Drawing the human body is fascinating. It’s the way the light falls on the muscles. It’s the lines and shape the skeleton forms. So fascinating that I even forgot the model was nude one time. I was talking to her about one of the kids being sick. She was studying nutrition, so the conversation went on and on about vitamins, and my son’s health history...
...until the teacher shut us up!

It was only then that I remembered I had been talking to a young woman with no cloths on!

It is one thing to draw thin-ish models, and quite another to draw someone like me. I have about one hundred pounds on those classroom models, which makes it harder to render a figure like that right. Now, women that weight that much are even more difficult to draw. I'm liking the idea of that challenge. These promotional pieces are drawn without models. I haven’t found a good way to approach a “big and beautiful woman” and asking her to let me draw her naked!

To be honest, I don't thing there is a right way. Here are the pieces.
I’ll fill you in more later about the things I've learned from this project.

Saturday, June 19, 2010

Geek Quote of the Week

"Net boy, Net girl
Send your impulse 'round the world
Put your message in a modem
And throw it in the Cyber Sea" ~N.Peart

Thursday, June 3, 2010

CafePress.com


Here are the first six pieces available on CafePress.com, the link is just right there. We can all talk about it later. This is the kind of project I've always wanted to do. "Thanks to Ian, for in his own way, he got this thing rolling." Thanks to all of you, for your support, and for buying the designs. If you buy something, take a picture of it! Give me a copy and tell me what you thing of cafepress's quality. Cheers!

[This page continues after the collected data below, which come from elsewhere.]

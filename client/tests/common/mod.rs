//! Common test utilities for integration tests
//!
//! Every remote API is pointed at a single wiremock server.

#![allow(dead_code)]

use fitfuel_client::config::AppConfig;
use fitfuel_client::state::AppState;
use secrecy::SecretString;
use serde_json::{json, Value};

pub const TEST_API_KEY: &str = "test-api-key";

/// Config with every base URL pointing at the mock server
pub fn test_config(server_uri: &str) -> AppConfig {
    let mut config = AppConfig::default();
    config.http.timeout_secs = 5;
    config.exercise_db.base_url = server_uri.to_string();
    config.exercise_db.api_key = SecretString::new(TEST_API_KEY.to_string());
    config.spoonacular.base_url = server_uri.to_string();
    config.spoonacular.api_key = SecretString::new(TEST_API_KEY.to_string());
    config.youtube.base_url = server_uri.to_string();
    config.youtube.api_key = SecretString::new(TEST_API_KEY.to_string());
    config
}

pub fn test_state(server_uri: &str) -> AppState {
    AppState::new(test_config(server_uri)).expect("Failed to build test state")
}

pub fn exercise_json(id: &str, name: &str, body_part: &str, target: &str) -> Value {
    json!({
        "id": id,
        "name": name,
        "bodyPart": body_part,
        "target": target,
        "equipment": "barbell",
        "gifUrl": format!("https://v2.exercisedb.io/image/{}", id)
    })
}

pub fn video_item_json(video_id: &str, title: &str) -> Value {
    json!({
        "id": {"kind": "youtube#video", "videoId": video_id},
        "snippet": {
            "title": title,
            "channelTitle": "Fitness Channel",
            "thumbnails": {
                "default": {"url": format!("https://i.ytimg.com/vi/{}/default.jpg", video_id)},
                "medium": {"url": format!("https://i.ytimg.com/vi/{}/mqdefault.jpg", video_id)}
            }
        }
    })
}
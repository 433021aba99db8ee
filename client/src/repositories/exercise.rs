//! ExerciseDB repository (RapidAPI)

use super::{fetch_json, join_url, ExerciseCatalog};
use crate::config::{has_key, ExerciseDbConfig};
use crate::error::{ClientError, ClientResult, Service};
use async_trait::async_trait;
use fitfuel_shared::{BodyPart, Equipment, Exercise, TargetMuscle};
use secrecy::ExposeSecret;
use serde::de::DeserializeOwned;

/// Exercise catalog backed by ExerciseDB
#[derive(Clone)]
pub struct ExerciseDbRepository {
    http: reqwest::Client,
    config: ExerciseDbConfig,
}

impl ExerciseDbRepository {
    pub fn new(http: reqwest::Client, config: ExerciseDbConfig) -> Self {
        Self { http, config }
    }

    async fn get<T: DeserializeOwned>(&self, path: &str) -> ClientResult<T> {
        if !has_key(&self.config.api_key) {
            return Err(ClientError::MissingApiKey(Service::ExerciseDb));
        }

        let request = self
            .http
            .get(join_url(&self.config.base_url, path))
            .header("X-RapidAPI-Key", self.config.api_key.expose_secret())
            .header("X-RapidAPI-Host", &self.config.host);

        fetch_json(Service::ExerciseDb, request).await
    }
}

#[async_trait]
impl ExerciseCatalog for ExerciseDbRepository {
    async fn list_exercises(&self) -> ClientResult<Vec<Exercise>> {
        self.get("/exercises").await
    }

    async fn list_body_parts(&self) -> ClientResult<Vec<BodyPart>> {
        self.get("/exercises/bodyPartList").await
    }

    async fn list_equipment(&self) -> ClientResult<Vec<Equipment>> {
        self.get("/exercises/equipmentList").await
    }

    async fn list_target_muscles(&self) -> ClientResult<Vec<TargetMuscle>> {
        self.get("/exercises/targetList").await
    }

    async fn exercises_by_target(&self, target: &str) -> ClientResult<Vec<Exercise>> {
        // Spaces in names like "upper back" are percent-encoded when the URL is parsed
        self.get(&format!("/exercises/target/{}", target)).await
    }
}
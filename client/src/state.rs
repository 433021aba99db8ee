//! Application state management
//!
//! Shared resources built once at startup and handed to the commands.
//!
//! # Design Principles
//!
//! 1. **One connection pool**: every repository shares a single `reqwest::Client`
//! 2. **Cheap cloning**: `reqwest::Client` and the config are internally Arc'd
//! 3. **Immutable after creation**: state is read-only while commands run

use crate::config::AppConfig;
use crate::error::ClientResult;
use crate::repositories::{
    build_http_client, ExerciseDbRepository, SpoonacularRepository, YouTubeRepository,
};
use std::sync::Arc;

/// Shared application state
#[derive(Clone)]
pub struct AppState {
    /// Application configuration
    pub config: Arc<AppConfig>,
    /// Exercise catalog
    pub exercises: ExerciseDbRepository,
    /// Recipe search
    pub recipes: SpoonacularRepository,
    /// Exercise videos
    pub videos: YouTubeRepository,
}

impl AppState {
    /// Create a new application state
    ///
    /// Builds the HTTP client once; all repositories share its pool.
    pub fn new(config: AppConfig) -> ClientResult<Self> {
        let http = build_http_client(&config.http)?;

        Ok(Self {
            exercises: ExerciseDbRepository::new(http.clone(), config.exercise_db.clone()),
            recipes: SpoonacularRepository::new(http.clone(), config.spoonacular.clone()),
            videos: YouTubeRepository::new(http, config.youtube.clone()),
            config: Arc::new(config),
        })
    }

    /// Get a reference to the configuration
    #[inline]
    pub fn config(&self) -> &AppConfig {
        &self.config
    }
}
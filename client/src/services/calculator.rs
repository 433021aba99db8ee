//! Calorie calculator service

use crate::error::ClientResult;
use fitfuel_shared::{estimate, CalculatorForm, CalorieResult, DomainError};
use tracing::debug;

/// Calorie calculator service
pub struct CalculatorService;

impl CalculatorService {
    /// Validate a submitted form and estimate the plan
    ///
    /// Imperial measurements are converted to metric without rounding.
    pub fn calculate(form: &CalculatorForm) -> ClientResult<CalorieResult> {
        form.validate().map_err(DomainError::from)?;

        let input = form.to_input();
        let result = estimate(&input);

        debug!(
            gender = %input.gender,
            activity = %input.activity_level,
            goal = %input.goal,
            bmr = result.bmr,
            goal_calories = result.goal_calories,
            "Estimated calorie plan"
        );
        Ok(result)
    }
}
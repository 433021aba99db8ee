//! Nutrition service - recipe search

use crate::error::ClientResult;
use crate::repositories::RecipeSource;
use fitfuel_shared::validation::validate_recipe_query;
use fitfuel_shared::{DomainError, Recipe, RecipeQuery};
use tracing::{error, info};

/// Nutrition service
pub struct NutritionService;

impl NutritionService {
    /// Search recipes
    ///
    /// The query is validated before any request is made. Unlike the
    /// exercise lookups, remote failures are returned to the caller.
    pub async fn search_recipes(
        source: &dyn RecipeSource,
        query: &RecipeQuery,
    ) -> ClientResult<Vec<Recipe>> {
        validate_recipe_query(query).map_err(DomainError::from)?;

        info!(
            query = %query.query,
            diet = %query.diet,
            health = %query.health,
            meal_type = %query.meal_type,
            max_results = query.max_results,
            "Searching recipes"
        );

        match source.search_recipes(query).await {
            Ok(recipes) => {
                info!(count = recipes.len(), "Recipe search complete");
                Ok(recipes)
            }
            Err(e) => {
                error!(error = %e, "Error fetching recipes");
                Err(e)
            }
        }
    }
}

#[cfg(test)]
mod tests {
    use super::*;
    use crate::error::{ClientError, Service};
    use async_trait::async_trait;
    use std::sync::atomic::{AtomicUsize, Ordering};

    #[derive(Default)]
    struct CountingSource {
        calls: AtomicUsize,
        fail: bool,
    }

    #[async_trait]
    impl RecipeSource for CountingSource {
        async fn search_recipes(&self, _query: &RecipeQuery) -> ClientResult<Vec<Recipe>> {
            self.calls.fetch_add(1, Ordering::SeqCst);
            if self.fail {
                return Err(ClientError::MissingApiKey(Service::Spoonacular));
            }
            Ok(Vec::new())
        }
    }

    #[tokio::test]
    async fn test_blank_query_is_rejected_without_request() {
        let source = CountingSource::default();
        let result = NutritionService::search_recipes(&source, &RecipeQuery::new("   ")).await;

        assert!(matches!(result, Err(ClientError::Domain(DomainError::Validation(_)))));
        assert_eq!(source.calls.load(Ordering::SeqCst), 0);
    }

    #[tokio::test]
    async fn test_remote_failure_propagates() {
        let source = CountingSource {
            fail: true,
            ..Default::default()
        };
        let result = NutritionService::search_recipes(&source, &RecipeQuery::new("salad")).await;

        assert!(matches!(result, Err(ClientError::MissingApiKey(Service::Spoonacular))));
        assert_eq!(source.calls.load(Ordering::SeqCst), 1);
    }
}
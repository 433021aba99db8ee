//! FitFuel command-line interface
//!
//! Browse exercises, search recipes, and estimate daily calories.
//!
//! Usage:
//! ```bash
//! # Estimate calories and macros
//! fitfuel calories --age 30 --gender male --weight 70 --height 175 --activity moderate --goal maintain
//!
//! # Same, entering pounds and inches
//! fitfuel calories --weight 155 --height 69 --imperial
//!
//! # Browse the exercise catalog
//! fitfuel exercises --search press --body-part chest --page 2
//!
//! # Exercise detail with similar exercises and videos
//! fitfuel exercise 0025
//!
//! # Search recipes
//! fitfuel recipes chicken --diet high-protein --meal-type dinner
//! ```

use anyhow::Result;
use clap::{Args, Parser, Subcommand};
use fitfuel_client::{
    config::AppConfig,
    services::{CalculatorService, ExerciseService, NutritionService},
    state::AppState,
};
use fitfuel_shared::{
    paginate, ActivityLevel, BodyMeasurements, CalculatorForm, CalorieResult, Exercise,
    ExerciseFilters, Gender, Goal, Page, Pagination, Recipe, RecipeQuery, CATALOG_PAGE_SIZE,
    DEFAULT_MAX_RESULTS,
};
use serde::Serialize;
use tracing::info;
use tracing_subscriber::{layer::SubscriberExt, util::SubscriberInitExt};

#[derive(Parser)]
#[command(
    name = "fitfuel",
    version,
    about = "FitFuel fitness toolkit",
    long_about = "Browse exercises, search recipes, and estimate daily calorie and macronutrient needs."
)]
struct Cli {
    #[command(subcommand)]
    command: Command,

    /// Print results as JSON
    #[arg(long, global = true)]
    json: bool,
}

#[derive(Subcommand)]
enum Command {
    /// Estimate daily calories and macronutrients
    Calories(CaloriesArgs),

    /// Convert weight and height between metric and imperial (rounded)
    Convert(ConvertArgs),

    /// Browse the exercise catalog
    Exercises(ExercisesArgs),

    /// Show an exercise with similar exercises and videos
    Exercise {
        /// Exercise id
        id: String,
    },

    /// Search recipes
    Recipes(RecipesArgs),
}

#[derive(Args)]
struct CaloriesArgs {
    /// Age in years (15-80)
    #[arg(long, default_value_t = 30)]
    age: i32,

    /// male or female
    #[arg(long, default_value = "male")]
    gender: Gender,

    /// Weight in kg (lbs with --imperial)
    #[arg(long, default_value_t = 70.0)]
    weight: f64,

    /// Height in cm (inches with --imperial)
    #[arg(long, default_value_t = 175.0)]
    height: f64,

    /// sedentary, light, moderate, active or very
    #[arg(long, default_value = "moderate")]
    activity: ActivityLevel,

    /// maintain, lose or gain
    #[arg(long, default_value = "maintain")]
    goal: Goal,

    /// Interpret weight and height as pounds and inches
    #[arg(long)]
    imperial: bool,
}

#[derive(Args)]
struct ConvertArgs {
    weight: f64,
    height: f64,

    /// Values are imperial and should be converted to metric
    #[arg(long)]
    imperial: bool,
}

#[derive(Args)]
struct ExercisesArgs {
    /// Search exercise names
    #[arg(long, default_value = "")]
    search: String,

    #[arg(long, default_value = "")]
    body_part: String,

    #[arg(long, default_value = "")]
    equipment: String,

    /// Target muscle
    #[arg(long, default_value = "")]
    target: String,

    #[arg(long, default_value_t = 1)]
    page: usize,
}

#[derive(Args)]
struct RecipesArgs {
    /// What to search for (e.g. chicken, pasta, salad)
    query: String,

    #[arg(long, default_value = "")]
    diet: String,

    /// Intolerance filter (e.g. dairy-free)
    #[arg(long, default_value = "")]
    health: String,

    #[arg(long, default_value = "")]
    meal_type: String,

    #[arg(long, default_value_t = DEFAULT_MAX_RESULTS)]
    max_results: u32,

    #[arg(long, default_value_t = 1)]
    page: usize,
}

#[tokio::main]
async fn main() -> Result<()> {
    // Load environment variables from .env file
    dotenvy::dotenv().ok();

    init_tracing();

    let cli = Cli::parse();
    let config = AppConfig::load()?;

    info!(
        version = env!("CARGO_PKG_VERSION"),
        env = if AppConfig::is_production() { "production" } else { "development" },
        "Starting FitFuel"
    );

    let state = AppState::new(config)?;

    match cli.command {
        Command::Calories(args) => run_calories(args, cli.json),
        Command::Convert(args) => run_convert(args, cli.json),
        Command::Exercises(args) => run_exercises(&state, args, cli.json).await,
        Command::Exercise { id } => run_exercise(&state, &id, cli.json).await,
        Command::Recipes(args) => run_recipes(&state, args, cli.json).await,
    }
}

/// Initialize tracing/logging on stderr so stdout stays clean
fn init_tracing() {
    let env_filter = tracing_subscriber::EnvFilter::try_from_default_env().unwrap_or_else(|_| {
        if AppConfig::is_production() {
            "fitfuel_client=info".into()
        } else {
            "fitfuel_client=debug,fitfuel=debug".into()
        }
    });

    let subscriber = tracing_subscriber::registry().with(env_filter);

    if AppConfig::is_production() {
        // JSON logging for production (better for log aggregation)
        subscriber
            .with(tracing_subscriber::fmt::layer().json().with_writer(std::io::stderr))
            .init();
    } else {
        subscriber
            .with(tracing_subscriber::fmt::layer().pretty().with_writer(std::io::stderr))
            .init();
    }
}

fn print_json<T: Serialize>(value: &T) -> Result<()> {
    println!("{}", serde_json::to_string_pretty(value)?);
    Ok(())
}

fn run_calories(args: CaloriesArgs, json: bool) -> Result<()> {
    let measurements = if args.imperial {
        BodyMeasurements::imperial(args.weight, args.height)
    } else {
        BodyMeasurements::metric(args.weight, args.height)
    };
    let form = CalculatorForm {
        age: args.age,
        gender: args.gender,
        measurements,
        activity_level: args.activity,
        goal: args.goal,
    };

    let result = CalculatorService::calculate(&form)?;
    if json {
        return print_json(&result);
    }
    print_calorie_result(&result, args.goal);
    Ok(())
}

fn print_calorie_result(result: &CalorieResult, goal: Goal) {
    let breakdown = result.macro_breakdown();

    println!("BMR:          {:.0} calories", result.bmr);
    println!("Maintenance:  {:.0} calories", result.maintenance);
    println!("Goal ({}): {:.0} calories", goal, result.goal_calories);
    println!();
    for (name, share) in [
        ("Protein", breakdown.protein),
        ("Carbs", breakdown.carbs),
        ("Fat", breakdown.fat),
    ] {
        println!(
            "{:<8} {:>5.0}g ({:.0} cal, {:.0}%)",
            name, share.grams, share.calories, share.percent
        );
    }
}

fn run_convert(args: ConvertArgs, json: bool) -> Result<()> {
    let form = if args.imperial {
        BodyMeasurements::imperial(args.weight, args.height)
    } else {
        BodyMeasurements::metric(args.weight, args.height)
    };
    let converted = form.toggled();
    if json {
        return print_json(&converted);
    }
    println!("{} -> {}", form, converted);
    Ok(())
}

async fn run_exercises(state: &AppState, args: ExercisesArgs, json: bool) -> Result<()> {
    let catalog = ExerciseService::load_catalog(&state.exercises).await;
    let filters = ExerciseFilters {
        search: args.search,
        body_part: args.body_part,
        equipment: args.equipment,
        target_muscle: args.target,
    };
    let page = catalog.browse(&filters, Pagination::new(args.page, CATALOG_PAGE_SIZE));

    if json {
        return print_json(&page);
    }
    if page.is_empty() {
        println!("No exercises found. Try adjusting your filters or search term.");
        return Ok(());
    }
    println!("{}", page.summary("exercises"));
    for exercise in &page.items {
        print_exercise_line(exercise);
    }
    print_page_footer(&page);
    Ok(())
}

fn print_exercise_line(exercise: &Exercise) {
    println!(
        "  [{}] {} ({} / {} / {})",
        exercise.id, exercise.name, exercise.body_part, exercise.equipment, exercise.target
    );
}

fn print_page_footer<T>(page: &Page<T>) {
    if page.total_pages > 1 {
        println!("Page {} of {}", page.page, page.total_pages);
    }
}

async fn run_exercise(state: &AppState, id: &str, json: bool) -> Result<()> {
    let catalog = ExerciseService::load_catalog(&state.exercises).await;
    let exercise = catalog.find(id)?;
    let detail = ExerciseService::exercise_detail(&state.exercises, &state.videos, exercise).await;

    if json {
        return print_json(&detail);
    }
    print_exercise_line(&detail.exercise);
    println!("  {}", detail.exercise.gif_url);
    if !detail.similar.is_empty() {
        println!("\nSimilar exercises:");
        for similar in &detail.similar {
            print_exercise_line(similar);
        }
    }
    if !detail.videos.is_empty() {
        println!("\nVideos:");
        for video in &detail.videos {
            println!(
                "  {} ({}) https://www.youtube.com/watch?v={}",
                video.title, video.channel_name, video.id
            );
        }
    }
    Ok(())
}

async fn run_recipes(state: &AppState, args: RecipesArgs, json: bool) -> Result<()> {
    let query = RecipeQuery {
        query: args.query,
        diet: args.diet,
        health: args.health,
        meal_type: args.meal_type,
        max_results: args.max_results,
    };

    let recipes = NutritionService::search_recipes(&state.recipes, &query).await?;
    let page = paginate(&recipes, Pagination::new(args.page, CATALOG_PAGE_SIZE));

    if json {
        return print_json(&page);
    }
    if page.is_empty() {
        println!("No recipes found. Try a different search term or filters.");
        return Ok(());
    }
    println!("{}", page.summary("recipes"));
    for recipe in &page.items {
        print_recipe_line(recipe);
    }
    print_page_footer(&page);
    Ok(())
}

fn print_recipe_line(recipe: &Recipe) {
    let protein = recipe
        .total_nutrients
        .procnt
        .map(|n| n.quantity)
        .unwrap_or(0.0);
    println!(
        "  {} - {:.0} cal, {:.0}g protein, {} min, serves {}",
        recipe.label, recipe.calories, protein, recipe.total_time, recipe.servings
    );
    println!("    {}", recipe.url);
}
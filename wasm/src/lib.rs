//! FitFuel WASM Module
//!
//! WebAssembly bindings so the calculator page can estimate calories and
//! toggle units in the browser without a round trip.

use fitfuel_shared::{
    estimate, ActivityLevel, BodyMeasurements, CalculatorForm, CalorieInput, CalorieResult,
    Gender, Goal, MacroBreakdown, MeasurementSystem,
};
use serde::Serialize;
use wasm_bindgen::prelude::*;

/// Result plus macro breakdown, as handed to the page
#[derive(Serialize)]
#[serde(rename_all = "camelCase")]
struct Estimate {
    #[serde(flatten)]
    result: CalorieResult,
    breakdown: MacroBreakdown,
}

fn estimate_json(input: &CalorieInput) -> serde_json::Result<String> {
    let result = estimate(input);
    serde_json::to_string(&Estimate {
        result,
        breakdown: result.macro_breakdown(),
    })
}

/// Estimate daily calories and macros from metric inputs
///
/// Unknown gender, activity or goal strings fall back to female, sedentary
/// and maintain. Returns the plan as a JSON object.
#[wasm_bindgen]
pub fn estimate_calories(
    age: i32,
    gender: &str,
    weight_kg: f64,
    height_cm: f64,
    activity_level: &str,
    goal: &str,
) -> Result<String, JsError> {
    let input = CalorieInput {
        age,
        gender: Gender::from(gender),
        weight_kg,
        height_cm,
        activity_level: ActivityLevel::from(activity_level),
        goal: Goal::from(goal),
    };
    estimate_json(&input).map_err(|e| JsError::new(&e.to_string()))
}

/// Activity multiplier for a level name (1.2 when unrecognized)
#[wasm_bindgen]
pub fn activity_multiplier(activity_level: &str) -> f64 {
    ActivityLevel::from(activity_level).multiplier()
}

fn measurements(weight: f64, height: f64, imperial: bool) -> BodyMeasurements {
    if imperial {
        BodyMeasurements::imperial(weight, height)
    } else {
        BodyMeasurements::metric(weight, height)
    }
}

/// Switch the form's weight and height to the other unit system
///
/// Returns `[weight, height]` rounded to whole numbers, so repeated toggling
/// can drift.
#[wasm_bindgen]
pub fn toggle_measurements(weight: f64, height: f64, imperial: bool) -> Vec<f64> {
    let toggled = measurements(weight, height, imperial).toggled();
    vec![toggled.weight, toggled.height]
}

/// Validate calculator form values
///
/// Returns a JSON array of user-facing messages, empty when the form is valid.
#[wasm_bindgen]
pub fn validate_calculator(age: i32, weight: f64, height: f64, imperial: bool) -> String {
    let form = CalculatorForm {
        age,
        gender: Gender::Male,
        measurements: measurements(weight, height, imperial),
        activity_level: ActivityLevel::default(),
        goal: Goal::default(),
    };
    let messages: Vec<String> = match form.validate() {
        Ok(()) => Vec::new(),
        Err(errors) => errors.iter().map(|e| e.user_message()).collect(),
    };
    serde_json::to_string(&messages).unwrap_or_else(|_| "[]".to_string())
}

/// Unit system name for the toggle button label
#[wasm_bindgen]
pub fn other_system(imperial: bool) -> String {
    let current = if imperial {
        MeasurementSystem::Imperial
    } else {
        MeasurementSystem::Metric
    };
    format!("{:?}", current.other()).to_lowercase()
}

Top Five - List No. 4 ~ Fav Album Covers

With all this reminiscing about album covers; I can’t help but post another Top five list of my favorite album art. Thinking about what gets the art in the list I think it’s as much about the spirit of the piece as it is the technique. I’m glad the memory of the Snow White album came up, because it has the essentials elements of great album art. It begins by pulling you in, you pick that one out of all the others, and you hold it and study it, and finally, weather you buy it or not, it has made a lasting impression. Here are my top five picks for favorite album art. Sorry each has its own story, so it’s going to have to do giving you the record store I associate with it.

No. 5 Love Gun ~ Kiss ~ Sears [Barstow, Ca]
No. 4 Sgt. Peppers ~ The Beatles ~ Barstow Music [Barstow, Ca]
No. 3 Physical Graffiti ~ Led Zeppelin ~ Barstow Music [Ca]
No. 2 Evolution ~ Journey ~ City One Stop [Los Angeles, Ca]
No. 1 Yessongs ~ Yes ~ The Record Exchange [Boise, Id]

Art of The State (Continued)


After my Snow White post the other day I got sent pictures of old SW album covers. Thanks for thinking of me. Here is the one I was talking about. I love the Internet. The album is as cool as I remember it. If you need more info read - Sunday, May 30, 2010 "Art of the State" I'll talk more in depth about this album.
By the way, Disney re-released SW in 1967; that is when my sister took me to the drive-in to see it.

Here is what was posted with the artwork:

ST-3906, 1962
Songs by L. Morey, F Churchill
Music from the soundtrack of the motion picture

This is the Magic Mirror storyteller LP, originally released in 1960. The first version was released in 1957 as the "round cover." It isn't a read-along, though the album cover does fold out to reveal a full-size storybook. I can't find it mentioned anywhere on the album or the cover, but the Golden Age of Walt Disney Records 1933-1988, a pricing guide, lists Annette Funicello as the narrator.